Work request: Only one stretch of the records below is wanted: the lines from the one holding "of the overlap." through the one holding "let ri2 = ri * ri;". Return it exactly, both ends included.

Dataset excerpts:
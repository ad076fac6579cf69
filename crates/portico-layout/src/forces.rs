//! Force kernels. Each one mirrors the d3-force behaviour it is named after;
//! the many-body and collision kernels are exact pairwise instead of
//! quadtree-approximated, which is fine at address-book sizes.

use crate::simulation::SimNode;

/// d3's linear congruential generator, seeded the same way so runs are
/// reproducible.
#[derive(Debug, Clone)]
pub struct Lcg {
    state: u64,
}

const LCG_A: u64 = 1_664_525;
const LCG_C: u64 = 1_013_904_223;
const LCG_M: u64 = 1 << 32;

impl Lcg {
    pub fn new() -> Self {
        Self { state: 1 }
    }

    /// Next value in `[0, 1)`.
    pub fn next_f64(&mut self) -> f64 {
        self.state = (LCG_A * self.state + LCG_C) % LCG_M;
        self.state as f64 / LCG_M as f64
    }

    /// Tiny random offset used to separate coincident nodes.
    pub fn jiggle(&mut self) -> f64 {
        (self.next_f64() - 0.5) * 1e-6
    }
}

impl Default for Lcg {
    fn default() -> Self {
        Self::new()
    }
}

/// Spring force pulling linked nodes toward `distance` apart.
#[derive(Debug, Clone)]
pub struct LinkForce {
    links: Vec<(usize, usize)>,
    strengths: Vec<f64>,
    biases: Vec<f64>,
    distance: f64,
}

impl LinkForce {
    /// `links` hold node indices. Strength is `1 / min(degree)` and the
    /// bias moves the lower-degree endpoint more.
    pub fn new(links: Vec<(usize, usize)>, node_count: usize, distance: f64) -> Self {
        let mut degree = vec![0usize; node_count];
        for &(s, t) in &links {
            degree[s] += 1;
            degree[t] += 1;
        }
        let strengths = links
            .iter()
            .map(|&(s, t)| 1.0 / degree[s].min(degree[t]) as f64)
            .collect();
        let biases = links
            .iter()
            .map(|&(s, t)| degree[s] as f64 / (degree[s] + degree[t]) as f64)
            .collect();
        Self {
            links,
            strengths,
            biases,
            distance,
        }
    }

    pub fn links(&self) -> &[(usize, usize)] {
        &self.links
    }

    pub fn apply(&self, nodes: &mut [SimNode], alpha: f64, rng: &mut Lcg) {
        for (i, &(s, t)) in self.links.iter().enumerate() {
            let mut x = nodes[t].x + nodes[t].vx - nodes[s].x - nodes[s].vx;
            if x == 0.0 {
                x = rng.jiggle();
            }
            let mut y = nodes[t].y + nodes[t].vy - nodes[s].y - nodes[s].vy;
            if y == 0.0 {
                y = rng.jiggle();
            }
            let len = (x * x + y * y).sqrt();
            let l = (len - self.distance) / len * alpha * self.strengths[i];
            x *= l;
            y *= l;
            let b = self.biases[i];
            nodes[t].vx -= x * b;
            nodes[t].vy -= y * b;
            nodes[s].vx += x * (1.0 - b);
            nodes[s].vy += y * (1.0 - b);
        }
    }
}

/// Pairwise charge. Negative strengths repel.
pub fn many_body(nodes: &mut [SimNode], strengths: &[f64], alpha: f64, rng: &mut Lcg) {
    let n = nodes.len();
    for i in 0..n {
        for j in 0..n {
            if i == j {
                continue;
            }
            let mut x = nodes[j].x - nodes[i].x;
            let mut y = nodes[j].y - nodes[i].y;
            let mut l = x * x + y * y;
            if x == 0.0 {
                x = rng.jiggle();
                l += x * x;
            }
            if y == 0.0 {
                y = rng.jiggle();
                l += y * y;
            }
            // distanceMin² of 1 keeps near-coincident pairs from exploding.
            if l < 1.0 {
                l = l.sqrt();
            }
            let w = strengths[j] * alpha / l;
            nodes[i].vx += x * w;
            nodes[i].vy += y * w;
        }
    }
}

/// Shift free nodes so their mean moves toward `(cx, cy)`.
pub fn center(nodes: &mut [SimNode], cx: f64, cy: f64, strength: f64) {
    let (mut sx, mut sy, mut count) = (0.0, 0.0, 0usize);
    for node in nodes.iter().filter(|n| !n.is_fixed()) {
        sx += node.x;
        sy += node.y;
        count += 1;
    }
    if count == 0 {
        return;
    }
    let dx = (sx / count as f64 - cx) * strength;
    let dy = (sy / count as f64 - cy) * strength;
    for node in nodes.iter_mut().filter(|n| !n.is_fixed()) {
        node.x -= dx;
        node.y -= dy;
    }
}

/// Push overlapping circles apart, each by its share of the overlap.
pub fn collide(nodes: &mut [SimNode], radii: &[f64], rng: &mut Lcg) {
    let n = nodes.len();
    for i in 0..n {
        let ri = radii[i];
        let ri2 = ri * ri;
        let xi = nodes[i].x + nodes[i].vx;
        let yi = nodes[i].y + nodes[i].vy;
        for j in (i + 1)..n {
            let rj = radii[j];
            let r = ri + rj;
            let mut x = xi - nodes[j].x - nodes[j].vx;
            let mut y = yi - nodes[j].y - nodes[j].vy;
            let mut l = x * x + y * y;
            if l >= r * r {
                continue;
            }
            if x == 0.0 {
                x = rng.jiggle();
                l += x * x;
            }
            if y == 0.0 {
                y = rng.jiggle();
                l += y * y;
            }
            let len = l.sqrt();
            let push = (r - len) / len;
            x *= push;
            y *= push;
            let share = (rj * rj) / (ri2 + rj * rj);
            nodes[i].vx += x * share;
            nodes[i].vy += y * share;
            nodes[j].vx -= x * (1.0 - share);
            nodes[j].vy -= y * (1.0 - share);
        }
    }
}

#[cfg(test)]
mod tests {
    use super::*;
    use crate::types::NodeKind;

    fn node(id: &str, x: f64, y: f64) -> SimNode {
        SimNode::new(id, NodeKind::Contact, x, y)
    }

    #[test]
    fn test_lcg_matches_d3() {
        let mut rng = Lcg::new();
        // (1664525 * 1 + 1013904223) / 2^32
        let first = rng.next_f64();
        assert!((first - 1_015_568_748.0 / 4_294_967_296.0).abs() < 1e-15);
        let second = rng.next_f64();
        assert!((0.0..1.0).contains(&second));
    }

    #[test]
    fn test_link_pulls_together() {
        let mut nodes = vec![node("a", 0.0, 0.0), node("b", 400.0, 0.0)];
        let force = LinkForce::new(vec![(0, 1)], 2, 150.0);
        force.apply(&mut nodes, 1.0, &mut Lcg::new());
        assert!(nodes[0].vx > 0.0);
        assert!(nodes[1].vx < 0.0);
    }

    #[test]
    fn test_many_body_repels() {
        let mut nodes = vec![node("a", 0.0, 0.0), node("b", 10.0, 0.0)];
        many_body(&mut nodes, &[-400.0, -400.0], 1.0, &mut Lcg::new());
        assert!(nodes[0].vx < 0.0);
        assert!(nodes[1].vx > 0.0);
    }

    #[test]
    fn test_center_moves_only_free_nodes() {
        let mut nodes = vec![node("a", 10.0, 10.0), node("b", 30.0, 10.0)];
        nodes[1].fx = Some(30.0);
        nodes[1].fy = Some(10.0);
        center(&mut nodes, 20.0, 20.0, 1.0);
        assert!((nodes[0].x - 20.0).abs() < 1e-9);
        assert!((nodes[0].y - 20.0).abs() < 1e-9);
        assert_eq!(nodes[1].x, 30.0);
    }

    #[test]
    fn test_collide_separates_coincident() {
        let mut nodes = vec![node("a", 5.0, 5.0), node("b", 5.0, 5.0)];
        collide(&mut nodes, &[85.0, 85.0], &mut Lcg::new());
        assert!(nodes[0].vx != 0.0 || nodes[0].vy != 0.0);
        assert!((nodes[0].vx + nodes[1].vx).abs() < 1e-6);
    }
}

Your solution:
/// Push overlapping circles apart, each by its share of the overlap.
pub fn collide(nodes: &mut [SimNode], radii: &[f64], rng: &mut Lcg) {
    let n = nodes.len();
    for i in 0..n {
        let ri = radii[i];
        let ri2 = ri * ri;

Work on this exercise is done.